──────── Records to use

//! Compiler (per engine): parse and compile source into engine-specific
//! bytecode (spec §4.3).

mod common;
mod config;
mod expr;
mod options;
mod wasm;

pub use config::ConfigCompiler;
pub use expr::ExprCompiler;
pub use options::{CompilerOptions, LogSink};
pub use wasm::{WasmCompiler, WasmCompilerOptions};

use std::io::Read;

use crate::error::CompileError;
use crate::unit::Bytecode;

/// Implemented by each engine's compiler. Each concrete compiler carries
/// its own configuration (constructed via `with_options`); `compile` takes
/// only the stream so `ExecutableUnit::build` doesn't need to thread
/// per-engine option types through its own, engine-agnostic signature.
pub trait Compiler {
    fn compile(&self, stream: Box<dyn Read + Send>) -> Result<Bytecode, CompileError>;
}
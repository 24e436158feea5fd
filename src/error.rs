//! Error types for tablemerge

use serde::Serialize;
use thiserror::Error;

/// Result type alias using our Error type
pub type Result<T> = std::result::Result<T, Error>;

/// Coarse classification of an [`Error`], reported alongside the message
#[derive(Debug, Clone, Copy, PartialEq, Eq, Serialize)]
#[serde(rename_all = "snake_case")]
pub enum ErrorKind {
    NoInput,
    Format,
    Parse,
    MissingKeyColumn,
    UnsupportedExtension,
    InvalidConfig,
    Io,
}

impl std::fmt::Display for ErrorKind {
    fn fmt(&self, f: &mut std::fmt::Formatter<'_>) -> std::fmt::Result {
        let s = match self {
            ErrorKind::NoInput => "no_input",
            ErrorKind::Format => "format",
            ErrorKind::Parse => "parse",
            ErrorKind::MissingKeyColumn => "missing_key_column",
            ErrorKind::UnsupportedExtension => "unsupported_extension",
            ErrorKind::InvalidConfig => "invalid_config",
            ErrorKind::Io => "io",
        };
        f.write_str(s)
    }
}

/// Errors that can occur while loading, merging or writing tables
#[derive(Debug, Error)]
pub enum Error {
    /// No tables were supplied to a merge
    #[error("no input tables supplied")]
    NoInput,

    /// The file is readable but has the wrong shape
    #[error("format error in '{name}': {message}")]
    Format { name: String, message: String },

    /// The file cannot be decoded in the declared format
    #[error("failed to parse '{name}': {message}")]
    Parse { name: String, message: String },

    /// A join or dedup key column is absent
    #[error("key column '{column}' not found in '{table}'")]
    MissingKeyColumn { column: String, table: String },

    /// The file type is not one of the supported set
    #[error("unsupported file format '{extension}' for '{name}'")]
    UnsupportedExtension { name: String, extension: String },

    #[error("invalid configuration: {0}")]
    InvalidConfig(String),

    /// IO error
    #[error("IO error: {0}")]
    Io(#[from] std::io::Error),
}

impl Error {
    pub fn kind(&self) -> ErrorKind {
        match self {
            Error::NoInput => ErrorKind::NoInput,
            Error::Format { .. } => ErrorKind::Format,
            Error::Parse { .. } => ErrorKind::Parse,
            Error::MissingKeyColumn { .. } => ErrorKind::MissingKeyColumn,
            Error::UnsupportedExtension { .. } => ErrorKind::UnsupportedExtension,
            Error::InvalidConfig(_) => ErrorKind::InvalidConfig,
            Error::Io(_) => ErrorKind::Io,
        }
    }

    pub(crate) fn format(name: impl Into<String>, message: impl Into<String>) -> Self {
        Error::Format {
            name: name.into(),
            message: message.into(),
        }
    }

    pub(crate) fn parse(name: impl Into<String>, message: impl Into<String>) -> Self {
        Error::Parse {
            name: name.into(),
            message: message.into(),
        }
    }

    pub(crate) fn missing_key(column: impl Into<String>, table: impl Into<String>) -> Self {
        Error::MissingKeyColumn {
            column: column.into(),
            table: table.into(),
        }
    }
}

────────────────

Return the data exactly, every line included.

//! Compiler (per engine): parse and compile source into engine-specific
//! bytecode (spec §4.3).

mod common;
mod config;
mod expr;
mod options;
mod wasm;

pub use config::ConfigCompiler;
pub use expr::ExprCompiler;
pub use options::{CompilerOptions, LogSink};
pub use wasm::{WasmCompiler, WasmCompilerOptions};

use std::io::Read;

use crate::error::CompileError;
use crate::unit::Bytecode;

/// Implemented by each engine's compiler. Each concrete compiler carries
/// its own configuration (constructed via `with_options`); `compile` takes
/// only the stream so `ExecutableUnit::build` doesn't need to thread
/// per-engine option types through its own, engine-agnostic signature.
pub trait Compiler {
    fn compile(&self, stream: Box<dyn Read + Send>) -> Result<Bytecode, CompileError>;
}
repository 24e436158feea5fd
filename src/error.rs
//! Error types for tablemerge

use serde::Serialize;
use thiserror::Error;

/// Result type alias using our Error type
pub type Result<T> = std::result::Result<T, Error>;

/// Coarse classification of an [`Error`], reported alongside the message
#[derive(Debug, Clone, Copy, PartialEq, Eq, Serialize)]
#[serde(rename_all = "snake_case")]
pub enum ErrorKind {
    NoInput,
    Format,
    Parse,
    MissingKeyColumn,
    UnsupportedExtension,
    InvalidConfig,
    Io,
}

impl std::fmt::Display for ErrorKind {
    fn fmt(&self, f: &mut std::fmt::Formatter<'_>) -> std::fmt::Result {
        let s = match self {
            ErrorKind::NoInput => "no_input",
            ErrorKind::Format => "format",
            ErrorKind::Parse => "parse",
            ErrorKind::MissingKeyColumn => "missing_key_column",
            ErrorKind::UnsupportedExtension => "unsupported_extension",
            ErrorKind::InvalidConfig => "invalid_config",
            ErrorKind::Io => "io",
        };
        f.write_str(s)
    }
}

/// Errors that can occur while loading, merging or writing tables
#[derive(Debug, Error)]
pub enum Error {
    /// No tables were supplied to a merge
    #[error("no input tables supplied")]
    NoInput,

    /// The file is readable but has the wrong shape
    #[error("format error in '{name}': {message}")]
    Format { name: String, message: String },

    /// The file cannot be decoded in the declared format
    #[error("failed to parse '{name}': {message}")]
    Parse { name: String, message: String },

    /// A join or dedup key column is absent
    #[error("key column '{column}' not found in '{table}'")]
    MissingKeyColumn { column: String, table: String },

    /// The file type is not one of the supported set
    #[error("unsupported file format '{extension}' for '{name}'")]
    UnsupportedExtension { name: String, extension: String },

    #[error("invalid configuration: {0}")]
    InvalidConfig(String),

    /// IO error
    #[error("IO error: {0}")]
    Io(#[from] std::io::Error),
}

impl Error {
    pub fn kind(&self) -> ErrorKind {
        match self {
            Error::NoInput => ErrorKind::NoInput,
            Error::Format { .. } => ErrorKind::Format,
            Error::Parse { .. } => ErrorKind::Parse,
            Error::MissingKeyColumn { .. } => ErrorKind::MissingKeyColumn,
            Error::UnsupportedExtension { .. } => ErrorKind::UnsupportedExtension,
            Error::InvalidConfig(_) => ErrorKind::InvalidConfig,
            Error::Io(_) => ErrorKind::Io,
        }
    }

    pub(crate) fn format(name: impl Into<String>, message: impl Into<String>) -> Self {
        Error::Format {
            name: name.into(),
            message: message.into(),
        }
    }

    pub(crate) fn parse(name: impl Into<String>, message: impl Into<String>) -> Self {
        Error::Parse {
            name: name.into(),
            message: message.into(),
        }
    }

    pub(crate) fn missing_key(column: impl Into<String>, table: impl Into<String>) -> Self {
        Error::MissingKeyColumn {
            column: column.into(),
            table: table.into(),
        }
    }
}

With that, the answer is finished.